# Problems setting up Verizon DSL modem/router



## Nogrial (Aug 21, 2007)

I have dsl with Verizon, I have bought the version dsl router that is a modem and wireless router. I have my primary computer set up with the connection. I can connect the interenet and everything just fine. My problem is trying get my other computers set up to work. I have 2 other computers with the G-wireless adapter cards inserted in a the pci slot. They are all working properly, and they can connnect the the lan connection, and all the computers can communicate through the primary user computers shared folder. The problem is they cannot connect to the internet; it either is low to no connectivity or not connected to the interenet at all, either way I can not access the interenet via internet explorer. Now if I hardwire these other computers they do work with a connections. Its when they work on the wireless they have problems. When I check levels is has excellent 56-100 mbps to the router, but never get the internet to connect... 

I also have a linksys g-wirless router as well, I have tried connecting a cat5 from the version router to the linksys routher. I try connecting to the linksys router, but each time i try to connect is never allows me to use the deafult password, no did it ever ask me to change it. When I run the software that came with the linksys router it goes through all the steps until is says "checking computer information" , it loads that to 100% twice or so then asks for a password... I have tried admin, and many others. Nothing seems to get me past that step in connecting and setting up my linksys router. And same thing, I can have multiple computers connect to it hardwire and wireless, and they can see eachother and talk.. but no internet connection. 


I am not sure what to do here, if anyone has any ideas on how to fix plz help! Wether I can set up my Verizon dsl routher to them all or I have to use both routers to accomplish internet connection...........


----------



## JohnWill (Oct 19, 2002)

Let's start with some basics.

Please supply the following info, *exact models* of the equipment please.

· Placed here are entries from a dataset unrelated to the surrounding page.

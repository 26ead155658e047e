use sea_orm::entity::prelude::*;

/// A captured payment that has already paid for a checkout.
#[derive(Clone, Debug, PartialEq, DeriveEntityModel)]
#[sea_orm(table_name = "payment_claims")]
pub struct Model {
    #[sea_orm(primary_key, auto_increment = false)]
    pub payment_reference: String,
    pub user_id: String,
    #[sea_orm(column_type = "Decimal(Some((10, 2)))")]
    pub amount: Decimal,
    pub created_at: DateTimeWithTimeZone,
}

#[derive(Copy, Clone, Debug, EnumIter, DeriveRelation)]
pub enum Relation {}

impl ActiveModelBehavior for ActiveModel {}
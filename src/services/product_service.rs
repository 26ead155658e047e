use chrono::Utc;
use rust_decimal::Decimal;
use sea_orm::ActiveValue::NotSet;
use sea_orm::{ActiveModelTrait, ColumnTrait, Condition, EntityTrait, QueryFilter, QueryOrder, Set};
use serde_json::Value;

use crate::{
    audit,
    config::AppConfig,
    domain::money,
    dto::products::{CreatedProduct, ProductData, ProductList},
    entity::products::{ActiveModel, Column, Entity as Products, Model as ProductModel, ProductStatus},
    entity::users::{Entity as Users, Model as UserModel},
    error::{AppError, AppResult},
    integrations::{AssetKind, StoredObject, UploadRequest},
    middleware::auth::AuthUser,
    models::{Product, Seller},
    response::{ApiResponse, Meta},
    state::AppState,
};

/// One file part of the create-product form.
#[derive(Debug, Clone)]
pub struct UploadedPart {
    pub file_name: String,
    pub content_type: String,
    pub bytes: Vec<u8>,
}

/// The raw create-product form, parts absent when the client omitted them.
#[derive(Debug, Default)]
pub struct ProductUpload {
    pub data: Option<String>,
    pub image: Option<UploadedPart>,
    pub file: Option<UploadedPart>,
}

#[derive(Debug, Clone, PartialEq)]
pub struct NewProduct {
    pub title: String,
    pub price: Decimal,
    pub original_price: Decimal,
    pub category: String,
    pub description: String,
    pub about: Option<String>,
    pub message: Option<String>,
}

/// Check the whole form before anything is uploaded.
pub fn validate_upload(upload: &ProductUpload, config: &AppConfig) -> AppResult<NewProduct> {
    let missing: Vec<&str> = [
        ("data", upload.data.is_none()),
        ("productImage", upload.image.is_none()),
        ("productFile", upload.file.is_none()),
    ]
    .into_iter()
    .filter_map(|(name, absent)| absent.then_some(name))
    .collect();
    let (Some(raw), Some(image), Some(file)) = (&upload.data, &upload.image, &upload.file) else {
        return Err(AppError::BadRequest(format!(
            "Missing required fields: {}",
            missing.join(", ")
        )));
    };

    let data: ProductData = serde_json::from_str(raw)
        .map_err(|_| AppError::BadRequest("Invalid form data format".into()))?;
    let product = validate_data(data)?;

    if !image.content_type.starts_with("image/") {
        return Err(AppError::BadRequest("Invalid image file type".into()));
    }
    if image.bytes.len() > config.max_image_bytes {
        return Err(AppError::PayloadTooLarge(format!(
            "Image must be at most {} MB",
            config.max_image_bytes / (1024 * 1024)
        )));
    }
    if file.bytes.is_empty() {
        return Err(AppError::BadRequest("Product file is empty".into()));
    }
    if file.bytes.len() > config.max_file_bytes {
        return Err(AppError::PayloadTooLarge(format!(
            "Product file must be at most {} MB",
            config.max_file_bytes / (1024 * 1024)
        )));
    }

    Ok(product)
}

fn validate_data(data: ProductData) -> AppResult<NewProduct> {
    let title = non_blank(data.title);
    let category = non_blank(data.category);
    let description = non_blank(data.description);
    let price_given = data.price.as_ref().is_some_and(|v| !is_blank(v));

    let missing: Vec<&str> = [
        ("title", title.is_none()),
        ("price", !price_given),
        ("category", category.is_none()),
        ("description", description.is_none()),
    ]
    .into_iter()
    .filter_map(|(name, absent)| absent.then_some(name))
    .collect();
    let (Some(title), Some(category), Some(description), true) =
        (title, category, description, price_given)
    else {
        return Err(AppError::BadRequest(format!(
            "Missing required fields in data: {}",
            missing.join(", ")
        )));
    };

    let price = data
        .price
        .as_ref()
        .and_then(strict_amount)
        .filter(|p| *p > Decimal::ZERO)
        .ok_or_else(|| AppError::BadRequest("Invalid price value".into()))?;

    let original_price = match data.original_price.as_ref().filter(|v| !is_blank(v)) {
        None => price,
        Some(value) => strict_amount(value)
            .ok_or_else(|| AppError::BadRequest("Invalid original price value".into()))?,
    };
    if original_price < price {
        return Err(AppError::BadRequest(
            "Original price must be greater than or equal to price".into(),
        ));
    }
    if !money::fits_column(original_price) {
        return Err(AppError::BadRequest(format!(
            "Price must not exceed {}",
            money::format_usd(money::MAX_AMOUNT)
        )));
    }

    Ok(NewProduct {
        title,
        price,
        original_price,
        category,
        description,
        about: non_blank(data.about),
        message: non_blank(data.message),
    })
}

fn strict_amount(value: &Value) -> Option<Decimal> {
    let amount = match value {
        Value::String(s) => money::parse_strict(s),
        Value::Number(n) => money::parse_strict(&n.to_string()),
        _ => None,
    }?;
    Some(money::round_currency(amount))
}

fn is_blank(value: &Value) -> bool {
    match value {
        Value::Null => true,
        Value::String(s) => s.trim().is_empty(),
        _ => false,
    }
}

fn non_blank(value: Option<String>) -> Option<String> {
    value
        .map(|s| s.trim().to_string())
        .filter(|s| !s.is_empty())
}

pub async fn create_product(
    state: &AppState,
    user: &AuthUser,
    upload: ProductUpload,
) -> AppResult<ApiResponse<CreatedProduct>> {
    let product = validate_upload(&upload, &state.config)?;
    let (Some(image), Some(file)) = (upload.image, upload.file) else {
        return Err(AppError::BadRequest("Missing required fields".into()));
    };

    if Users::find_by_id(user.user_id.clone()).one(&state.orm).await?.is_none() {
        return Err(AppError::BadRequest("User profile not found".into()));
    }

    let stored_image = state
        .storage
        .upload(upload_request(AssetKind::Image, image))
        .await?;
    let stored_file = match state.storage.upload(upload_request(AssetKind::File, file)).await {
        Ok(stored) => stored,
        Err(err) => {
            discard_uploads(state, &[&stored_image]).await;
            return Err(err.into());
        }
    };

    let active = ActiveModel {
        id: NotSet,
        title: Set(product.title),
        price: Set(product.price),
        original_price: Set(product.original_price),
        description: Set(product.description),
        about: Set(product.about),
        category: Set(product.category),
        image_url: Set(stored_image.url.clone()),
        image_public_id: Set(Some(stored_image.public_id.clone())),
        product_url: Set(stored_file.url.clone()),
        file_public_id: Set(Some(stored_file.public_id.clone())),
        message: Set(product.message),
        status: Set(ProductStatus::Active),
        deleted_at: Set(None),
        created_by: Set(user.user_id.clone()),
        created_at: NotSet,
        updated_at: NotSet,
    };

    let saved = match active.insert(&state.orm).await {
        Ok(saved) => saved,
        Err(err) => {
            tracing::error!(error = %err, user_id = %user.user_id, "failed to save product");
            discard_uploads(state, &[&stored_image, &stored_file]).await;
            return Err(err.into());
        }
    };

    audit::record(
        &state.pool,
        &user.user_id,
        "product_create",
        "products",
        serde_json::json!({ "product_id": saved.id }),
    )
    .await;

    Ok(ApiResponse::success(
        "Product uploaded successfully",
        CreatedProduct {
            id: saved.id,
            image_url: saved.image_url,
            product_url: saved.product_url,
        },
        Some(Meta::empty()),
    ))
}

fn upload_request(kind: AssetKind, part: UploadedPart) -> UploadRequest {
    UploadRequest {
        kind,
        file_name: part.file_name,
        content_type: part.content_type,
        bytes: part.bytes,
    }
}

async fn discard_uploads(state: &AppState, objects: &[&StoredObject]) {
    for object in objects {
        if let Err(err) = state.storage.destroy(object).await {
            tracing::warn!(error = %err, public_id = %object.public_id, "failed to clean up upload");
        }
    }
}

/// Soft delete: the row stays so past orders keep their download link.
pub async fn delete_product(
    state: &AppState,
    user: &AuthUser,
    product_id: i32,
) -> AppResult<ApiResponse<serde_json::Value>> {
    let product = Products::find_by_id(product_id)
        .filter(Column::Status.eq(ProductStatus::Active))
        .one(&state.orm)
        .await?
        .ok_or(AppError::NotFound)?;

    if product.created_by != user.user_id {
        return Err(AppError::Forbidden);
    }

    let now = Utc::now().fixed_offset();
    let mut active: ActiveModel = product.into();
    active.status = Set(ProductStatus::Deleted);
    active.deleted_at = Set(Some(now));
    active.updated_at = Set(now);
    active.update(&state.orm).await?;

    audit::record(
        &state.pool,
        &user.user_id,
        "product_delete",
        "products",
        serde_json::json!({ "product_id": product_id }),
    )
    .await;

    Ok(ApiResponse::success(
        "Product deleted",
        serde_json::json!({ "productId": product_id }),
        Some(Meta::empty()),
    ))
}

pub async fn list_seller_products(
    state: &AppState,
    seller_id: &str,
) -> AppResult<ApiResponse<ProductList>> {
    let products = Products::find()
        .find_also_related(Users)
        .filter(
            Condition::all()
                .add(Column::CreatedBy.eq(seller_id))
                .add(Column::Status.eq(ProductStatus::Active)),
        )
        .order_by_desc(Column::CreatedAt)
        .order_by_desc(Column::Id)
        .all(&state.orm)
        .await?
        .into_iter()
        .map(|(product, seller)| product_from_entity(product, seller))
        .collect();

    Ok(ApiResponse::success(
        "Products",
        ProductList { products },
        None,
    ))
}

pub async fn get_product(state: &AppState, id: i32) -> AppResult<ApiResponse<Product>> {
    let (product, seller) = Products::find_by_id(id)
        .find_also_related(Users)
        .filter(Column::Status.eq(ProductStatus::Active))
        .one(&state.orm)
        .await?
        .ok_or(AppError::NotFound)?;

    Ok(ApiResponse::success(
        "Product",
        product_from_entity(product, seller),
        None,
    ))
}

pub fn product_from_entity(model: ProductModel, seller: Option<UserModel>) -> Product {
    Product {
        id: model.id,
        title: model.title,
        price: model.price,
        original_price: model.original_price,
        description: model.description,
        about: model.about,
        category: model.category,
        image_url: model.image_url,
        product_url: model.product_url,
        message: model.message,
        status: match model.status {
            ProductStatus::Active => "active".to_string(),
            ProductStatus::Deleted => "deleted".to_string(),
        },
        created_by: model.created_by,
        seller: seller.map(|user| Seller {
            id: user.id,
            name: user.name,
            image: user.image,
        }),
        created_at: model.created_at,
        updated_at: model.updated_at,
    }
}

#[cfg(test)]
mod tests {
    use super::*;
    use rust_decimal::dec;

    fn config() -> AppConfig {
        AppConfig::for_tests("postgres://localhost/unused", "secret")
    }

    fn part(content_type: &str, len: usize) -> UploadedPart {
        UploadedPart {
            file_name: "asset".into(),
            content_type: content_type.into(),
            bytes: vec![1; len],
        }
    }

    fn upload(data: &str) -> ProductUpload {
        ProductUpload {
            data: Some(data.into()),
            image: Some(part("image/png", 16)),
            file: Some(part("application/zip", 32)),
        }
    }

    fn bad_request(result: AppResult<NewProduct>) -> String {
        match result {
            Err(AppError::BadRequest(msg)) => msg,
            other => panic!("expected bad request, got {other:?}"),
        }
    }

    #[test]
    fn missing_parts_are_listed() {
        let mut form = upload("{}");
        form.file = None;
        let msg = bad_request(validate_upload(&form, &config()));
        assert_eq!(msg, "Missing required fields: productFile");
    }

    #[test]
    fn missing_data_fields_are_listed() {
        let msg = bad_request(validate_upload(&upload(r#"{"title": "Kit", "price": ""}"#), &config()));
        assert_eq!(msg, "Missing required fields in data: price, category, description");
    }

    #[test]
    fn original_price_defaults_to_price() {
        let form = upload(
            r#"{"title": "Kit", "price": "19.999", "category": "UI kits", "description": "d"}"#,
        );
        let product = validate_upload(&form, &config()).unwrap();
        assert_eq!(product.price, dec!(20.00));
        assert_eq!(product.original_price, product.price);
    }

    #[test]
    fn discount_below_price_is_rejected() {
        let form = upload(
            r#"{"title": "Kit", "price": 20, "originalPrice": 10, "category": "c", "description": "d"}"#,
        );
        assert!(bad_request(validate_upload(&form, &config())).starts_with("Original price"));
    }

    #[test]
    fn non_positive_price_is_rejected() {
        let form = upload(r#"{"title": "Kit", "price": "0", "category": "c", "description": "d"}"#);
        assert_eq!(bad_request(validate_upload(&form, &config())), "Invalid price value");
    }

    #[test]
    fn prices_beyond_the_money_column_are_rejected() {
        let form = upload(
            r#"{"title": "Kit", "price": "100000000", "category": "c", "description": "d"}"#,
        );
        assert_eq!(
            bad_request(validate_upload(&form, &config())),
            "Price must not exceed $99999999.99"
        );

        let form = upload(
            r#"{"title": "Kit", "price": 5, "originalPrice": "1e12", "category": "c", "description": "d"}"#,
        );
        assert!(bad_request(validate_upload(&form, &config())).starts_with("Price must not exceed"));

        let form = upload(
            r#"{"title": "Kit", "price": "99999999.99", "category": "c", "description": "d"}"#,
        );
        assert!(validate_upload(&form, &config()).is_ok());
    }

    #[test]
    fn image_must_be_an_image_and_small() {
        let data = r#"{"title": "Kit", "price": 5, "category": "c", "description": "d"}"#;
        let mut form = upload(data);
        form.image = Some(part("application/pdf", 16));
        assert_eq!(bad_request(validate_upload(&form, &config())), "Invalid image file type");

        let mut cfg = config();
        cfg.max_image_bytes = 8;
        let form = upload(data);
        assert!(matches!(
            validate_upload(&form, &cfg),
            Err(AppError::PayloadTooLarge(_))
        ));
    }
}
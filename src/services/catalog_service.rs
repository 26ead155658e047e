use sea_orm::sea_query::Expr;
use sea_orm::sea_query::extension::postgres::PgExpr;
use sea_orm::{ColumnTrait, Condition, EntityTrait, PaginatorTrait, QueryFilter, QueryOrder, QuerySelect};

use crate::{
    domain::catalog::{CatalogFilter, CatalogQuery, CatalogSort, like_pattern},
    dto::products::{CatalogPage, Pagination},
    entity::products::{Column, Entity as Products, ProductStatus},
    entity::users::Entity as Users,
    error::AppResult,
    response::{ApiResponse, Meta},
    services::product_service::product_from_entity,
    state::AppState,
};

/// WHERE clause for a catalog query: active products, search AND any filter.
pub fn build_condition(query: &CatalogQuery) -> Condition {
    let mut condition = Condition::all().add(Column::Status.eq(ProductStatus::Active));

    if let Some(term) = &query.search {
        let pattern = like_pattern(term);
        condition = condition.add(
            Condition::any()
                .add(Expr::col((Products, Column::Title)).ilike(pattern.clone()))
                .add(Expr::col((Products, Column::Description)).ilike(pattern.clone()))
                .add(Expr::col((Products, Column::Category)).ilike(pattern)),
        );
    }

    if !query.filters.is_empty() {
        let filters = query
            .filters
            .iter()
            .fold(Condition::any(), |any, filter| any.add(filter_condition(filter)));
        condition = condition.add(filters);
    }

    condition
}

fn filter_condition(filter: &CatalogFilter) -> Condition {
    match filter {
        CatalogFilter::Category(name) => Condition::all().add(Column::Category.eq(name.clone())),
        CatalogFilter::PriceRange(band) => {
            let (min, max) = band.bounds();
            let mut range = Condition::all();
            if let Some(min) = min {
                range = range.add(Column::Price.gte(min));
            }
            if let Some(max) = max {
                range = range.add(Column::Price.lte(max));
            }
            range
        }
    }
}

pub async fn list_catalog(
    state: &AppState,
    query: &CatalogQuery,
) -> AppResult<ApiResponse<CatalogPage>> {
    let condition = build_condition(query);

    let total = Products::find()
        .filter(condition.clone())
        .count(&state.orm)
        .await? as i64;

    let mut finder = Products::find().find_also_related(Users).filter(condition);
    finder = match query.sort {
        CatalogSort::PriceLowHigh => finder.order_by_asc(Column::Price),
        CatalogSort::PriceHighLow => finder.order_by_desc(Column::Price),
        CatalogSort::Newest | CatalogSort::Popular => finder.order_by_desc(Column::CreatedAt),
    };

    let products: Vec<_> = finder
        .order_by_desc(Column::Id)
        .limit(query.limit)
        .offset(query.offset())
        .all(&state.orm)
        .await?
        .into_iter()
        .map(|(product, seller)| product_from_entity(product, seller))
        .collect();

    let page = query.page as i64;
    let limit = query.limit as i64;
    let meta = Meta::new(page, limit, total, products.len());
    tracing::debug!(total, returned = products.len(), page, "catalog query");

    let data = CatalogPage {
        pagination: Pagination {
            total,
            page,
            limit,
            has_more: meta.has_more.unwrap_or(false),
        },
        products,
    };
    Ok(ApiResponse::success("Products", data, Some(meta)))
}
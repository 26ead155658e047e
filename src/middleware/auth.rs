use axum::{
    extract::{FromRequestParts, OptionalFromRequestParts},
    http::{header, request::Parts},
};
use jsonwebtoken::{DecodingKey, EncodingKey, Header, Validation, decode, encode};
use serde::{Deserialize, Serialize};

use crate::{error::AppError, state::AppState};

/// Claims issued by the identity provider. `sub` is the external user id.
#[derive(Debug, Clone, Serialize, Deserialize)]
pub struct Claims {
    pub sub: String,
    #[serde(default, skip_serializing_if = "Option::is_none")]
    pub email: Option<String>,
    pub exp: usize,
}

#[derive(Debug, Clone)]
pub struct AuthUser {
    pub user_id: String,
    pub email: Option<String>,
}

impl AuthUser {
    /// Resolve the user a request acts on. An explicit id must match the
    /// token subject; an absent one defaults to it.
    pub fn resolve(&self, requested: Option<&str>) -> Result<&str, AppError> {
        match requested.map(str::trim).filter(|id| !id.is_empty()) {
            Some(id) if id != self.user_id => Err(AppError::Forbidden),
            _ => Ok(&self.user_id),
        }
    }
}

impl FromRequestParts<AppState> for AuthUser {
    type Rejection = AppError;

    async fn from_request_parts(parts: &mut Parts, state: &AppState) -> Result<Self, Self::Rejection> {
        let token = bearer_token(parts)?.ok_or(AppError::Unauthorized)?;
        decode_token(token, &state.config.jwt_secret)
    }
}

/// Anonymous requests yield `None`; a malformed or expired token is still
/// rejected.
impl OptionalFromRequestParts<AppState> for AuthUser {
    type Rejection = AppError;

    async fn from_request_parts(
        parts: &mut Parts,
        state: &AppState,
    ) -> Result<Option<Self>, Self::Rejection> {
        match bearer_token(parts)? {
            Some(token) => decode_token(token, &state.config.jwt_secret).map(Some),
            None => Ok(None),
        }
    }
}

fn bearer_token(parts: &Parts) -> Result<Option<&str>, AppError> {
    let Some(value) = parts.headers.get(header::AUTHORIZATION) else {
        return Ok(None);
    };
    let token = value
        .to_str()
        .ok()
        .and_then(|raw| raw.strip_prefix("Bearer "))
        .map(str::trim)
        .filter(|t| !t.is_empty())
        .ok_or(AppError::Unauthorized)?;
    Ok(Some(token))
}

fn decode_token(token: &str, secret: &str) -> Result<AuthUser, AppError> {
    let decoded = decode::<Claims>(
        token,
        &DecodingKey::from_secret(secret.as_bytes()),
        &Validation::default(),
    )
    .map_err(|err| {
        tracing::debug!(error = %err, "rejected bearer token");
        AppError::Unauthorized
    })?;

    Ok(AuthUser {
        user_id: decoded.claims.sub,
        email: decoded.claims.email,
    })
}

/// Sign a token the extractor accepts. Used by the seed binary and tests.
pub fn issue_token(
    secret: &str,
    user_id: &str,
    email: Option<&str>,
    ttl: chrono::Duration,
) -> Result<String, AppError> {
    let exp = (chrono::Utc::now() + ttl).timestamp().max(0) as usize;
    let claims = Claims {
        sub: user_id.to_string(),
        email: email.map(str::to_string),
        exp,
    };
    encode(
        &Header::default(),
        &claims,
        &EncodingKey::from_secret(secret.as_bytes()),
    )
    .map_err(|err| AppError::Internal(err.into()))
}

#[cfg(test)]
mod tests {
    use super::*;

    fn user() -> AuthUser {
        AuthUser {
            user_id: "user_1".into(),
            email: None,
        }
    }

    #[test]
    fn omitted_user_id_defaults_to_subject() {
        assert_eq!(user().resolve(None).unwrap(), "user_1");
        assert_eq!(user().resolve(Some("  ")).unwrap(), "user_1");
    }

    #[test]
    fn issued_token_decodes_to_same_subject() {
        let token = issue_token("secret", "user_9", Some("u9@example.com"), chrono::Duration::hours(1)).unwrap();
        let user = decode_token(&token, "secret").unwrap();
        assert_eq!(user.user_id, "user_9");
        assert_eq!(user.email.as_deref(), Some("u9@example.com"));
        assert!(matches!(decode_token(&token, "other"), Err(AppError::Unauthorized)));
    }

    #[test]
    fn mismatched_user_id_is_forbidden() {
        assert!(matches!(user().resolve(Some("user_2")), Err(AppError::Forbidden)));
    }
}
use sea_orm::entity::prelude::*;

/// One row per add-to-cart action; several rows for the same product mean
/// a quantity above one.
#[derive(Clone, Debug, PartialEq, DeriveEntityModel)]
#[sea_orm(table_name = "cart")]
pub struct Model {
    #[sea_orm(primary_key)]
    pub id: i32,
    pub product_id: i32,
    pub user_id: String,
    pub quantity: i32,
    pub created_at: DateTimeWithTimeZone,
    pub updated_at: DateTimeWithTimeZone,
}

#[derive(Copy, Clone, Debug, EnumIter, DeriveRelation)]
pub enum Relation {
    #[sea_orm(
        belongs_to = "super::products::Entity",
        from = "Column::ProductId",
        to = "super::products::Column::Id"
    )]
    Products,
    #[sea_orm(
        belongs_to = "super::users::Entity",
        from = "Column::UserId",
        to = "super::users::Column::Id"
    )]
    Users,
}

impl Related<super::products::Entity> for Entity {
    fn to() -> RelationDef {
        Relation::Products.def()
    }
}

impl Related<super::users::Entity> for Entity {
    fn to() -> RelationDef {
        Relation::Users.def()
    }
}

impl ActiveModelBehavior for ActiveModel {}
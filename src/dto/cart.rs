use rust_decimal::Decimal;
use serde::{Deserialize, Serialize};
use utoipa::{IntoParams, ToSchema};

use crate::domain::cart::{CartEntry, CartLine};

#[derive(Debug, Deserialize, ToSchema)]
#[serde(rename_all = "camelCase")]
pub struct AddToCartRequest {
    pub user_id: Option<String>,
    pub product_id: i32,
}

#[derive(Debug, Default, Deserialize, IntoParams)]
#[serde(rename_all = "camelCase")]
#[into_params(parameter_in = Query)]
pub struct CartQuery {
    /// Defaults to the authenticated user
    pub user_id: Option<String>,
    pub product_id: Option<i32>,
}

#[derive(Debug, Serialize, ToSchema)]
#[serde(transparent)]
pub struct CartList {
    #[schema(value_type = Vec<CartEntry>)]
    pub items: Vec<CartEntry>,
}

#[derive(Debug, Serialize, ToSchema)]
#[serde(rename_all = "camelCase")]
pub struct CartSummaryResponse {
    pub lines: Vec<CartLine>,
    pub item_count: u32,
    #[schema(value_type = String)]
    pub grand_total: Decimal,
}

#[derive(Debug, Serialize, ToSchema)]
#[serde(rename_all = "camelCase")]
pub struct CartCleared {
    pub removed: u64,
}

The name of your ISP and country of residence.
Make/model of the broadband modem. If dial-up, please specify.
Make/model of the router (if any).
Connection type, wired, wireless.
If wireless, encryption used, (WEP, WPA, WPA2, etc.)
Make/model of network card or wireless adapter.
Make/model of your computer (motherboard if home-built).
Version and patch level of Windows on all affected machines, i.e. XP-Home SP2.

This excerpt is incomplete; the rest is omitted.